Write out every entry exactly as it appears.

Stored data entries
************
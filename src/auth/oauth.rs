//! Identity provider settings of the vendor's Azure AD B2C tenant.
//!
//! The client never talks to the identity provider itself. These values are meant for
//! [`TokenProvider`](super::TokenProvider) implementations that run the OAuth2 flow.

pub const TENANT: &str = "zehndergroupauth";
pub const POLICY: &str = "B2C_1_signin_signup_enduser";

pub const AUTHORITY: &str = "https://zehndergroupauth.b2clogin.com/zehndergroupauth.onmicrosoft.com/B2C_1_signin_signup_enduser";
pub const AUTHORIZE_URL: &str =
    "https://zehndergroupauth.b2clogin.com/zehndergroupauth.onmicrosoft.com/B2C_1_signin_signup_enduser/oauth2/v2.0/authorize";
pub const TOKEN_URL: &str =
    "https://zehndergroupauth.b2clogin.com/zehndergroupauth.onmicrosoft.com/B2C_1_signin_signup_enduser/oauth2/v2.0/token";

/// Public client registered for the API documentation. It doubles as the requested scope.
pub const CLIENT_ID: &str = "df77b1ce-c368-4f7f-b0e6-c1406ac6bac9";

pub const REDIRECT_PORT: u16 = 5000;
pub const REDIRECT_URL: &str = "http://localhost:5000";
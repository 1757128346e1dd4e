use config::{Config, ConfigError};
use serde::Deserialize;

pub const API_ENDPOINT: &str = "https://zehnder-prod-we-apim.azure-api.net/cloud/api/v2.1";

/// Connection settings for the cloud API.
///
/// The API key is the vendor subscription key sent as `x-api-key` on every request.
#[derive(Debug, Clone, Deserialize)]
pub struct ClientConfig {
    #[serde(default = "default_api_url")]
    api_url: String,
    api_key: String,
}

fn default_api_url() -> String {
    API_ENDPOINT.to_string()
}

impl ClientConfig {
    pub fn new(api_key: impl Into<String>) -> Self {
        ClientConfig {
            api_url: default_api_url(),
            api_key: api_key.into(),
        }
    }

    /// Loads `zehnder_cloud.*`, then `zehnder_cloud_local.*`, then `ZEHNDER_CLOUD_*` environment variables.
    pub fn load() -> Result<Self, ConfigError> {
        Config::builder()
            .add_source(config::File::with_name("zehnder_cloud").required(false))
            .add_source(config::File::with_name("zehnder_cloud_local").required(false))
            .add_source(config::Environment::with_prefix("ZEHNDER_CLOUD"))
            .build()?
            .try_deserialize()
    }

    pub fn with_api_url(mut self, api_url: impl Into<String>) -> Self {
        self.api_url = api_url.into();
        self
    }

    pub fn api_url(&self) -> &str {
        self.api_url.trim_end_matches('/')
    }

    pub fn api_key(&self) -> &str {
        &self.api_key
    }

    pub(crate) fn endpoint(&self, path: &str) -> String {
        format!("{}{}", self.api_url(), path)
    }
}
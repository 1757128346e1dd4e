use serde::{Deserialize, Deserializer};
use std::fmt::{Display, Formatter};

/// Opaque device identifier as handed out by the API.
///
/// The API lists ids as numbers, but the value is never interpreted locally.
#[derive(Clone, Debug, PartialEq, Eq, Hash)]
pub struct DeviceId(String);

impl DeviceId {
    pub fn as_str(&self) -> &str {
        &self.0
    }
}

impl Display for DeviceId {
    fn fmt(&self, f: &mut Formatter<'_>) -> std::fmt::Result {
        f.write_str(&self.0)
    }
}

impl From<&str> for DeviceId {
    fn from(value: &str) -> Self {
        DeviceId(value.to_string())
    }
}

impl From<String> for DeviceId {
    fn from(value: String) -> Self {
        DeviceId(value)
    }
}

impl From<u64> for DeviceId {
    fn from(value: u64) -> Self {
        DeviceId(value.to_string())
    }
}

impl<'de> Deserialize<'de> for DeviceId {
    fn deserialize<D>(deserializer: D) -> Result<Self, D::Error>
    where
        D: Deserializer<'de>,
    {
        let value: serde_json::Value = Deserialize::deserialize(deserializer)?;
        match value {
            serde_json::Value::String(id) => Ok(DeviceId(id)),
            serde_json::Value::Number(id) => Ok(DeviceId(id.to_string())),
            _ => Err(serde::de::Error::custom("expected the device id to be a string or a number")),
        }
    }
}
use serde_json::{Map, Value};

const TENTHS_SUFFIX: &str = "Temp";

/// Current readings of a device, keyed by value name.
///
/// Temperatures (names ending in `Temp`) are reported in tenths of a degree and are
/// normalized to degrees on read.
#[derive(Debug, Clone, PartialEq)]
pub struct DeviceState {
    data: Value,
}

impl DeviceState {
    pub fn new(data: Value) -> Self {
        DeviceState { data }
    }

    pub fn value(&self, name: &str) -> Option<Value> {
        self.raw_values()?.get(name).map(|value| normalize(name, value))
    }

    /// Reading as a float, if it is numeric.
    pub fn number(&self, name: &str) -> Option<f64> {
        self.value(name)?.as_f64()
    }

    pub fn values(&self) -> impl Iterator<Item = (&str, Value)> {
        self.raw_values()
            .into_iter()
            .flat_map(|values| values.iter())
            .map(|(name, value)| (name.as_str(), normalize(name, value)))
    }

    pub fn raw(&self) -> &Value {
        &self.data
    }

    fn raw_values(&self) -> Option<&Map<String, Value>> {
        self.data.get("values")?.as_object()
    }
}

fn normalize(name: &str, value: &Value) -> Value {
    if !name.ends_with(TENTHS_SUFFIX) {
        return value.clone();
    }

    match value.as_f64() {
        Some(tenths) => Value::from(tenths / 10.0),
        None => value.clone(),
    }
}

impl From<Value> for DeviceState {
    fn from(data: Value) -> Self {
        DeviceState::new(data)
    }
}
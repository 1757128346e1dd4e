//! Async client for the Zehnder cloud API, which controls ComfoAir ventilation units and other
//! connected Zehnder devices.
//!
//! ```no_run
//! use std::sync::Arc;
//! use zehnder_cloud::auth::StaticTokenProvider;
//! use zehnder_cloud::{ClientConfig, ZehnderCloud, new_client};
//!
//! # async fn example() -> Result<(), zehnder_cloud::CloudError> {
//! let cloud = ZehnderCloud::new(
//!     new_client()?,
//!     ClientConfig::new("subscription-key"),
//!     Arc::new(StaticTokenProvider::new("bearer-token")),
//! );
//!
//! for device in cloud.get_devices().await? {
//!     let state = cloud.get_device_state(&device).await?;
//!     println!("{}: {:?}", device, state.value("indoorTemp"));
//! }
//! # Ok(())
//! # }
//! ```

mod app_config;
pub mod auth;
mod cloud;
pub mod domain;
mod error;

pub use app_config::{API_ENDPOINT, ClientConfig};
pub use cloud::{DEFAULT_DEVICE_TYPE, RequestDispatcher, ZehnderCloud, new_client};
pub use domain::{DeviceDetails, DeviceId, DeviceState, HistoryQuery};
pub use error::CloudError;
************
--- Solution below ---
filename src/auth/oauth.rs
//! Identity provider settings of the vendor's Azure AD B2C tenant.
//!
//! The client never talks to the identity provider itself. These values are meant for
//! [`TokenProvider`](super::TokenProvider) implementations that run the OAuth2 flow.

pub const TENANT: &str = "zehndergroupauth";
pub const POLICY: &str = "B2C_1_signin_signup_enduser";

pub const AUTHORITY: &str = "https://zehndergroupauth.b2clogin.com/zehndergroupauth.onmicrosoft.com/B2C_1_signin_signup_enduser";
pub const AUTHORIZE_URL: &str =
    "https://zehndergroupauth.b2clogin.com/zehndergroupauth.onmicrosoft.com/B2C_1_signin_signup_enduser/oauth2/v2.0/authorize";
pub const TOKEN_URL: &str =
    "https://zehndergroupauth.b2clogin.com/zehndergroupauth.onmicrosoft.com/B2C_1_signin_signup_enduser/oauth2/v2.0/token";

/// Public client registered for the API documentation. It doubles as the requested scope.
pub const CLIENT_ID: &str = "df77b1ce-c368-4f7f-b0e6-c1406ac6bac9";

pub const REDIRECT_PORT: u16 = 5000;
pub const REDIRECT_URL: &str = "http://localhost:5000";
repository 1757128346e1dd4e
use config::{Config, ConfigError};
use serde::Deserialize;

pub const API_ENDPOINT: &str = "https://zehnder-prod-we-apim.azure-api.net/cloud/api/v2.1";

/// Connection settings for the cloud API.
///
/// The API key is the vendor subscription key sent as `x-api-key` on every request.
#[derive(Debug, Clone, Deserialize)]
pub struct ClientConfig {
    #[serde(default = "default_api_url")]
    api_url: String,
    api_key: String,
}

fn default_api_url() -> String {
    API_ENDPOINT.to_string()
}

impl ClientConfig {
    pub fn new(api_key: impl Into<String>) -> Self {
        ClientConfig {
            api_url: default_api_url(),
            api_key: api_key.into(),
        }
    }

    /// Loads `zehnder_cloud.*`, then `zehnder_cloud_local.*`, then `ZEHNDER_CLOUD_*` environment variables.
    pub fn load() -> Result<Self, ConfigError> {
        Config::builder()
            .add_source(config::File::with_name("zehnder_cloud").required(false))
            .add_source(config::File::with_name("zehnder_cloud_local").required(false))
            .add_source(config::Environment::with_prefix("ZEHNDER_CLOUD"))
            .build()?
            .try_deserialize()
    }

    pub fn with_api_url(mut self, api_url: impl Into<String>) -> Self {
        self.api_url = api_url.into();
        self
    }

    pub fn api_url(&self) -> &str {
        self.api_url.trim_end_matches('/')
    }

    pub fn api_key(&self) -> &str {
        &self.api_key
    }

    pub(crate) fn endpoint(&self, path: &str) -> String {
        format!("{}{}", self.api_url(), path)
    }
}
repository 1757128346e1dd4e
use serde::{Deserialize, Deserializer};
use std::fmt::{Display, Formatter};

/// Opaque device identifier as handed out by the API.
///
/// The API lists ids as numbers, but the value is never interpreted locally.
#[derive(Clone, Debug, PartialEq, Eq, Hash)]
pub struct DeviceId(String);

impl DeviceId {
    pub fn as_str(&self) -> &str {
        &self.0
    }
}

impl Display for DeviceId {
    fn fmt(&self, f: &mut Formatter<'_>) -> std::fmt::Result {
        f.write_str(&self.0)
    }
}

impl From<&str> for DeviceId {
    fn from(value: &str) -> Self {
        DeviceId(value.to_string())
    }
}

impl From<String> for DeviceId {
    fn from(value: String) -> Self {
        DeviceId(value)
    }
}

impl From<u64> for DeviceId {
    fn from(value: u64) -> Self {
        DeviceId(value.to_string())
    }
}

impl<'de> Deserialize<'de> for DeviceId {
    fn deserialize<D>(deserializer: D) -> Result<Self, D::Error>
    where
        D: Deserializer<'de>,
    {
        let value: serde_json::Value = Deserialize::deserialize(deserializer)?;
        match value {
            serde_json::Value::String(id) => Ok(DeviceId(id)),
            serde_json::Value::Number(id) => Ok(DeviceId(id.to_string())),
            _ => Err(serde::de::Error::custom("expected the device id to be a string or a number")),
        }
    }
}
use serde_json::{Map, Value};

const TENTHS_SUFFIX: &str = "Temp";

/// Current readings of a device, keyed by value name.
///
/// Temperatures (names ending in `Temp`) are reported in tenths of a degree and are
/// normalized to degrees on read.
#[derive(Debug, Clone, PartialEq)]
pub struct DeviceState {
    data: Value,
}

impl DeviceState {
    pub fn new(data: Value) -> Self {
        DeviceState { data }
    }

    pub fn value(&self, name: &str) -> Option<Value> {
        self.raw_values()?.get(name).map(|value| normalize(name, value))
    }

    /// Reading as a float, if it is numeric.
    pub fn number(&self, name: &str) -> Option<f64> {
        self.value(name)?.as_f64()
    }

    pub fn values(&self) -> impl Iterator<Item = (&str, Value)> {
        self.raw_values()
            .into_iter()
            .flat_map(|values| values.iter())
            .map(|(name, value)| (name.as_str(), normalize(name, value)))
    }

    pub fn raw(&self) -> &Value {
        &self.data
    }

    fn raw_values(&self) -> Option<&Map<String, Value>> {
        self.data.get("values")?.as_object()
    }
}

fn normalize(name: &str, value: &Value) -> Value {
    if !name.ends_with(TENTHS_SUFFIX) {
        return value.clone();
    }

    match value.as_f64() {
        Some(tenths) => Value::from(tenths / 10.0),
        None => value.clone(),
    }
}

impl From<Value> for DeviceState {
    fn from(data: Value) -> Self {
        DeviceState::new(data)
    }
}
repository 1757128346e1dd4e
//! Async client for the Zehnder cloud API, which controls ComfoAir ventilation units and other
//! connected Zehnder devices.
//!
//! ```no_run
//! use std::sync::Arc;
//! use zehnder_cloud::auth::StaticTokenProvider;
//! use zehnder_cloud::{ClientConfig, ZehnderCloud, new_client};
//!
//! # async fn example() -> Result<(), zehnder_cloud::CloudError> {
//! let cloud = ZehnderCloud::new(
//!     new_client()?,
//!     ClientConfig::new("subscription-key"),
//!     Arc::new(StaticTokenProvider::new("bearer-token")),
//! );
//!
//! for device in cloud.get_devices().await? {
//!     let state = cloud.get_device_state(&device).await?;
//!     println!("{}: {:?}", device, state.value("indoorTemp"));
//! }
//! # Ok(())
//! # }
//! ```

mod app_config;
pub mod auth;
mod cloud;
pub mod domain;
mod error;

pub use app_config::{API_ENDPOINT, ClientConfig};
pub use cloud::{DEFAULT_DEVICE_TYPE, RequestDispatcher, ZehnderCloud, new_client};
pub use domain::{DeviceDetails, DeviceId, DeviceState, HistoryQuery};
pub use error::CloudError;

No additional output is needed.